EXTRACTED RECORDS

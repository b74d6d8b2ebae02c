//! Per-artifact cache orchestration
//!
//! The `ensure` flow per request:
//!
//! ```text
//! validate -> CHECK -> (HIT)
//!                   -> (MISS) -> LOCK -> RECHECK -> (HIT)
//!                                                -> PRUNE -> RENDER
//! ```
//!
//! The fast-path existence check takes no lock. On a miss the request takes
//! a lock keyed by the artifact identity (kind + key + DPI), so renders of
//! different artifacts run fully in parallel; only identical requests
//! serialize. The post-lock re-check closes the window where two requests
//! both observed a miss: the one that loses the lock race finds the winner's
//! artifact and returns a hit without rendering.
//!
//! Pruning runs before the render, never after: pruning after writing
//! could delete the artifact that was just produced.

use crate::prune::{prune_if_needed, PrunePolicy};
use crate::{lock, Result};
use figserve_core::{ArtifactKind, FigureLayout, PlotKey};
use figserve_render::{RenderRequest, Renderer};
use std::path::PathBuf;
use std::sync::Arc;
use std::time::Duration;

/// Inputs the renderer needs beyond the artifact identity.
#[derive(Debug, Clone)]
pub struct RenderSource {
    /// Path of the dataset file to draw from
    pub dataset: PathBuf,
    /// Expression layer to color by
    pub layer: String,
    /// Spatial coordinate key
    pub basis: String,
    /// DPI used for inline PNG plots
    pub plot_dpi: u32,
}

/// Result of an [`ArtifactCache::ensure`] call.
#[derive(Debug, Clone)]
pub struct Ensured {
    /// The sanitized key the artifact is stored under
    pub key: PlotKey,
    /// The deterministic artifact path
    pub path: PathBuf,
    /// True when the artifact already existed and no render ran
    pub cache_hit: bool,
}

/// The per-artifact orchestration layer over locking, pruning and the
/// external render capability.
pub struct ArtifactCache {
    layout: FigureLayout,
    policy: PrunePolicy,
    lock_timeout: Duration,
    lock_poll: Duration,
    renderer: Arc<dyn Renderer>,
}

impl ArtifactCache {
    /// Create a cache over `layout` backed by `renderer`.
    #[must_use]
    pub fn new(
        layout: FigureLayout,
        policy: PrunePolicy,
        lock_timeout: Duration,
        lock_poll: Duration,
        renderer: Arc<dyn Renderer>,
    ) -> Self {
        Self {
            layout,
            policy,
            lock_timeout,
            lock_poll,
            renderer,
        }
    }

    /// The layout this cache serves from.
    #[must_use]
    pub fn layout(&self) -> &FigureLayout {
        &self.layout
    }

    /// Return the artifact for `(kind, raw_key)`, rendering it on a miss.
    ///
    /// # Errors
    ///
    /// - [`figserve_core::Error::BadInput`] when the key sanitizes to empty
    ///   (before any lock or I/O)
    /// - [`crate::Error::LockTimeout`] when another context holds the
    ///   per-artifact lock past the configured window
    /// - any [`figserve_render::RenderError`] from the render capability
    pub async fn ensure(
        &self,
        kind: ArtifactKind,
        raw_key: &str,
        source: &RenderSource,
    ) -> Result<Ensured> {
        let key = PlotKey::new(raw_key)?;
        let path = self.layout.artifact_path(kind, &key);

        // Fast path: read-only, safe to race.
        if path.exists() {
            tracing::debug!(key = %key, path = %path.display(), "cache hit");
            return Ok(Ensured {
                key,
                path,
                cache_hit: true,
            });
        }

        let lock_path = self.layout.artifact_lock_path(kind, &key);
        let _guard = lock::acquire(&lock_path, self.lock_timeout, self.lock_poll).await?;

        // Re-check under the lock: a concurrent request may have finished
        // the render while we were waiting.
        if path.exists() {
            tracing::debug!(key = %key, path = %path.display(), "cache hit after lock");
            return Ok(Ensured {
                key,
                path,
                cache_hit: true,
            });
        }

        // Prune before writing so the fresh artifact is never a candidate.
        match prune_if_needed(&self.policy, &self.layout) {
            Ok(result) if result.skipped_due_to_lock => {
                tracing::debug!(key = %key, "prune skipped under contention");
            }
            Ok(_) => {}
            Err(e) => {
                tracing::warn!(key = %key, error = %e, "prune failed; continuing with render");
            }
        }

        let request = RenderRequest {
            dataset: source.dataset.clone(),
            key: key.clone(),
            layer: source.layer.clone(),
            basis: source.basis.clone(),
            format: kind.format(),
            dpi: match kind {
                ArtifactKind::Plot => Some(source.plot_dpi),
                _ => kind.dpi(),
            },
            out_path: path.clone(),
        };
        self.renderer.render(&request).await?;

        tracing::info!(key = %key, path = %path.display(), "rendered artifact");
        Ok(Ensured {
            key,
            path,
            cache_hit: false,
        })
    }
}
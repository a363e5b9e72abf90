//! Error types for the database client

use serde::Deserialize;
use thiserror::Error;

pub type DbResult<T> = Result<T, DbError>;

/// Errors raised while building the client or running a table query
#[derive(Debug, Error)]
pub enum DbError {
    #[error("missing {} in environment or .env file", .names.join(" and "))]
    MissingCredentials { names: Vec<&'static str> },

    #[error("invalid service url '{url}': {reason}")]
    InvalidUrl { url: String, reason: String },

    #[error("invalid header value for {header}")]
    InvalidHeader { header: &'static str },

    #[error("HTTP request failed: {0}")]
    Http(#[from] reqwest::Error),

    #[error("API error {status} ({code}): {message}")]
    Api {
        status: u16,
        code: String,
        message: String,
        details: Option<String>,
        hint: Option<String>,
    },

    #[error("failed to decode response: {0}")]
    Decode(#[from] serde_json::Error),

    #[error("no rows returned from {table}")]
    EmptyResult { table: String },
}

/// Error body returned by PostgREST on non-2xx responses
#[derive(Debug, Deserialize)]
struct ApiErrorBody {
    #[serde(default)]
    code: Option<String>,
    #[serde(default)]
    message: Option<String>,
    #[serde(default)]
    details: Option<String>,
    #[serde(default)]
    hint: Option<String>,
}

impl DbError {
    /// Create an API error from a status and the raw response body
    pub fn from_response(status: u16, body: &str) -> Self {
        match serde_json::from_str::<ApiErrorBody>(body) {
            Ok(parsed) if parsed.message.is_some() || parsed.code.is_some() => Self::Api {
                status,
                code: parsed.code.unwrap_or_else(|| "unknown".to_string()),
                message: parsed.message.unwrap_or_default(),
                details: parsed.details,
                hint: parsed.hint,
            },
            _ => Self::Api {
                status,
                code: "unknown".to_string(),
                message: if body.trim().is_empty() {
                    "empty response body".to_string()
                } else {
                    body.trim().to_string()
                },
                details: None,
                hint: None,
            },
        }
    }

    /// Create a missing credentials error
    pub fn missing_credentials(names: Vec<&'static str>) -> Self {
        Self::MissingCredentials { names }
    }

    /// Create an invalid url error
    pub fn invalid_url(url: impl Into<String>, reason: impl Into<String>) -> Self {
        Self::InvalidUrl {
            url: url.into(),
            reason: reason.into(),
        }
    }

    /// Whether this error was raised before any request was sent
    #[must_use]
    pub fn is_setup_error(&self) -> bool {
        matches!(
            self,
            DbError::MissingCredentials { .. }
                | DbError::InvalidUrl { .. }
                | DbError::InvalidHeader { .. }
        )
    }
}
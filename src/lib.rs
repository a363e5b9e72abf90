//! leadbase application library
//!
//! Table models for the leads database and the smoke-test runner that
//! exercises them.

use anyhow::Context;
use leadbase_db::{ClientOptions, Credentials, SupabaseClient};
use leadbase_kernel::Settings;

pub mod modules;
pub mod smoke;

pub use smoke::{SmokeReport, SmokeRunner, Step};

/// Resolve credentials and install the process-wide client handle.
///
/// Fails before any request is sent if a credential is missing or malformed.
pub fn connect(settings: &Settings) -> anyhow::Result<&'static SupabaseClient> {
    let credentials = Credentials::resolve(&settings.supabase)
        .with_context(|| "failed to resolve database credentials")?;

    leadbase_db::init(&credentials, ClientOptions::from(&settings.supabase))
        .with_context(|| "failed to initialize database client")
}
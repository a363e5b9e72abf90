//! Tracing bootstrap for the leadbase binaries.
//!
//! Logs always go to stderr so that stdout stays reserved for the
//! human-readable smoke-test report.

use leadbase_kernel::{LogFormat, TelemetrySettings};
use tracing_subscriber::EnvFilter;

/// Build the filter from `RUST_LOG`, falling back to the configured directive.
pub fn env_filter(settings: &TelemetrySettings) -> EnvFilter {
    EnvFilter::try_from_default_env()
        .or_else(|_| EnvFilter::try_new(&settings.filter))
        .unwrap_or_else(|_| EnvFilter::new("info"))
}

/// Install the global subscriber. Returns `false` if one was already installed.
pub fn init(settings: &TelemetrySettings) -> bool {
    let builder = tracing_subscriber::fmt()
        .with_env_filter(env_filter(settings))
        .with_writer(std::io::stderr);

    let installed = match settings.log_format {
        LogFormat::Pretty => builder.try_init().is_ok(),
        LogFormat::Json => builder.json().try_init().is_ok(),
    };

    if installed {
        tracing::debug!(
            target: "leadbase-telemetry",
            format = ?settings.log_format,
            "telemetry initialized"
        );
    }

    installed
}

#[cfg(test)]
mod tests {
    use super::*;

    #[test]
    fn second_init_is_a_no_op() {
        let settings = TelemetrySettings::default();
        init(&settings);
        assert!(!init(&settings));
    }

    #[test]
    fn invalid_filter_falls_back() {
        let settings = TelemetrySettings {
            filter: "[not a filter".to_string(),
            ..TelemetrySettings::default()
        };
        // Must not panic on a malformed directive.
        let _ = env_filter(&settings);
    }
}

--

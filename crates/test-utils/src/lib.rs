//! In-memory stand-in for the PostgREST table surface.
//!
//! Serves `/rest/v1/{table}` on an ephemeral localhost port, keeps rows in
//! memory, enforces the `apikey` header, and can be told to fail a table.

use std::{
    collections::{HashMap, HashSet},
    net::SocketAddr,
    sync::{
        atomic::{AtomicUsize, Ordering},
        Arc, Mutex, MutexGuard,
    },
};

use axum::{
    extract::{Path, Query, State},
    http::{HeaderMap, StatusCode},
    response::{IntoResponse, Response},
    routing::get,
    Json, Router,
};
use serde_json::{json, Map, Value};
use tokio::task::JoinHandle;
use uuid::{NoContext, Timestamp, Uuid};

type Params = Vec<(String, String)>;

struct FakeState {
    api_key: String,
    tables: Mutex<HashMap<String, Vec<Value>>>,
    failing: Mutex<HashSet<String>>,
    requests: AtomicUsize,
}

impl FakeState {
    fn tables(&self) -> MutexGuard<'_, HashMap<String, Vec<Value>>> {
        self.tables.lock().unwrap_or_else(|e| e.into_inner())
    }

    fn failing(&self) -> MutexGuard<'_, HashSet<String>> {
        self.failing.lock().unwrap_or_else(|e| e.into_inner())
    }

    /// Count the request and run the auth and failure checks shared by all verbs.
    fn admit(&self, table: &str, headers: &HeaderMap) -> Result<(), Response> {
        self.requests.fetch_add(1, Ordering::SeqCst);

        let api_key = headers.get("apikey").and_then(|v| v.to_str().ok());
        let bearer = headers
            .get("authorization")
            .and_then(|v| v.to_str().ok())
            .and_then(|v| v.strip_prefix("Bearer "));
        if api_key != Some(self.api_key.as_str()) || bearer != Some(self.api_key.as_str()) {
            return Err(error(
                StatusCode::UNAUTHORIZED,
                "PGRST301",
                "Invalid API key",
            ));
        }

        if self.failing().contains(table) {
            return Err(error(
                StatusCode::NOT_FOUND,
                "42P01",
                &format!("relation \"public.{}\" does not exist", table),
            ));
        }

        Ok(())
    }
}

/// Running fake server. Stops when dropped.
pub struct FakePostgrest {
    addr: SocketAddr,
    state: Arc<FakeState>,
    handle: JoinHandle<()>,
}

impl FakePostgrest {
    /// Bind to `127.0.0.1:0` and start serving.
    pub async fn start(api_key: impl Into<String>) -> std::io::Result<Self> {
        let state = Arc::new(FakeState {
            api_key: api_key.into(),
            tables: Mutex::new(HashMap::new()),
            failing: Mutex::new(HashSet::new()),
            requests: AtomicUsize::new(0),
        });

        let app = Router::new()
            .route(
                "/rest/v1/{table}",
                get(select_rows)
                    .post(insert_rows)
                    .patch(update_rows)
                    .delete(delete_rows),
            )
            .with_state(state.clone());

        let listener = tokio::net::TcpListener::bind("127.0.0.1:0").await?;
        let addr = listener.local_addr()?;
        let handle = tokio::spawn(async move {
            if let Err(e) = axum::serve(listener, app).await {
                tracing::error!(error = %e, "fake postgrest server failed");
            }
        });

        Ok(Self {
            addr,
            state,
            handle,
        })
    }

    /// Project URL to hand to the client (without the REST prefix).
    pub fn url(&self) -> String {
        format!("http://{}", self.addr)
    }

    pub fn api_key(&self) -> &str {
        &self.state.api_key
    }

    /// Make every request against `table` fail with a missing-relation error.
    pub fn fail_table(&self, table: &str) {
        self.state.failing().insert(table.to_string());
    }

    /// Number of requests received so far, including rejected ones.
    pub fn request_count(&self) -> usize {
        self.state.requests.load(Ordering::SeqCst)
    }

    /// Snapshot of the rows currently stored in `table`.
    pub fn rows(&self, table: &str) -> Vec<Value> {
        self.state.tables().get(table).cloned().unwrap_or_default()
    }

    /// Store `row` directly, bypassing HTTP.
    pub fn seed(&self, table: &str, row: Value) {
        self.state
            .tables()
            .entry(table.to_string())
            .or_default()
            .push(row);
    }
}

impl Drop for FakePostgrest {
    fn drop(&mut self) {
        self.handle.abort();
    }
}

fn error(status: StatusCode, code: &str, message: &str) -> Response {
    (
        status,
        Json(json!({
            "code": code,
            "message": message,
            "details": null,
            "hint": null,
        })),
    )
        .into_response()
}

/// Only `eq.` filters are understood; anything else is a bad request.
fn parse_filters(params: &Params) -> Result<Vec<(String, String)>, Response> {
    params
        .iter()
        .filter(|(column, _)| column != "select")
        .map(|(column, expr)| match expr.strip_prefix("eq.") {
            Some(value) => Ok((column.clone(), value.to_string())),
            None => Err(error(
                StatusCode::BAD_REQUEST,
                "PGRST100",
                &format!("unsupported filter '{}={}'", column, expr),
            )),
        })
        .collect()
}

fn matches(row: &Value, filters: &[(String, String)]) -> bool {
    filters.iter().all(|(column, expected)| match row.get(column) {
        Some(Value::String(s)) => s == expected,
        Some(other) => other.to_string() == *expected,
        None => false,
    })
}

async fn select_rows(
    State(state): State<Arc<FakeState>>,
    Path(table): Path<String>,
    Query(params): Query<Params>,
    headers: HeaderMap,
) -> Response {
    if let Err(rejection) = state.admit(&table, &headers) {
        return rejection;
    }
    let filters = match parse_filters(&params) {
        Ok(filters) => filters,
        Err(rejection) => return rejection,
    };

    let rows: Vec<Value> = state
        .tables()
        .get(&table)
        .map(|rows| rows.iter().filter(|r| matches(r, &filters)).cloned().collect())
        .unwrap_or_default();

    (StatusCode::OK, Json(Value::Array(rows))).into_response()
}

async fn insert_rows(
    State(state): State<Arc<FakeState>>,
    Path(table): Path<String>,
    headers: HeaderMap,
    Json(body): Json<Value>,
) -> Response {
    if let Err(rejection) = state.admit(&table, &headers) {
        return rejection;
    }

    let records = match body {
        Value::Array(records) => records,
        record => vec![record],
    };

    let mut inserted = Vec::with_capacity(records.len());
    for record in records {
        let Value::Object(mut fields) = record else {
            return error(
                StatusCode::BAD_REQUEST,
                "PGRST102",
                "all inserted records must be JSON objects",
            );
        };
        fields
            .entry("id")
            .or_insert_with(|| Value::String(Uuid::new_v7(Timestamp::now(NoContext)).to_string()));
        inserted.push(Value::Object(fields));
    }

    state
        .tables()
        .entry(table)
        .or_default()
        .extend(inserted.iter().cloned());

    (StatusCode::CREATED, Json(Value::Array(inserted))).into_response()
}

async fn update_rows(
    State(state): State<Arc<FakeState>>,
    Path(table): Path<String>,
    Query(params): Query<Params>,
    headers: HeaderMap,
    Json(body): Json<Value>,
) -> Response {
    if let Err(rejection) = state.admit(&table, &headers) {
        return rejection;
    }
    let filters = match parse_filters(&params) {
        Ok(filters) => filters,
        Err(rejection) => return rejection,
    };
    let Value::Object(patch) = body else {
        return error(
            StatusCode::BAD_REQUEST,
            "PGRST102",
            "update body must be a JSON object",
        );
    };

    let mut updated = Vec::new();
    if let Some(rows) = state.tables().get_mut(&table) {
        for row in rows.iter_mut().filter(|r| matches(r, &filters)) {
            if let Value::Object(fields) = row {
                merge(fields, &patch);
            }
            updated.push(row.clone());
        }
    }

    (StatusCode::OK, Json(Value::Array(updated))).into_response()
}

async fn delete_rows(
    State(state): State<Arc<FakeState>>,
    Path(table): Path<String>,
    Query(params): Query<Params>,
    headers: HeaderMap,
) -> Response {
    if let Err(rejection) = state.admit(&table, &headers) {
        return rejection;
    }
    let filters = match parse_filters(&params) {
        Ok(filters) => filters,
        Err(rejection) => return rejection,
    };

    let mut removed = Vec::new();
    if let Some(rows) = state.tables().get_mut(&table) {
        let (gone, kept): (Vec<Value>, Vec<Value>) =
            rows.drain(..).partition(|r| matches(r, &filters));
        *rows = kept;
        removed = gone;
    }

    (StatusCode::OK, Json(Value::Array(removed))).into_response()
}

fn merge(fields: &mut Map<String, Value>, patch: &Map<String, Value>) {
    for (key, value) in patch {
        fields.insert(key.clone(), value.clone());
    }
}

--

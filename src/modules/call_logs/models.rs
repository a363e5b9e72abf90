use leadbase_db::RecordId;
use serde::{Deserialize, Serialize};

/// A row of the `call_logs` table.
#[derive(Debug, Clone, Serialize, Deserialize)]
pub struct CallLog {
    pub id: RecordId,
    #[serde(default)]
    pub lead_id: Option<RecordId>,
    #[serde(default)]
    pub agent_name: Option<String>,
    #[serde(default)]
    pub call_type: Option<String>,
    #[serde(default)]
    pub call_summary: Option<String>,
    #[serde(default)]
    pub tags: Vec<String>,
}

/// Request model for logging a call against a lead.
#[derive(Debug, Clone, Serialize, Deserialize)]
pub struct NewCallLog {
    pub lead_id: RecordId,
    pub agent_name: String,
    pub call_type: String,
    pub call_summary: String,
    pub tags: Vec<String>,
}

WHAT IS EXPECTED
Where does the word "await" appear in the records above? Return every line that holds it.

ANSWER SECTION
        let _guard = lock::acquire(&lock_path, self.lock_timeout, self.lock_poll).await?;
        self.renderer.render(&request).await?;
        let listener = tokio::net::TcpListener::bind("127.0.0.1:0").await?;
            if let Err(e) = axum::serve(listener, app).await {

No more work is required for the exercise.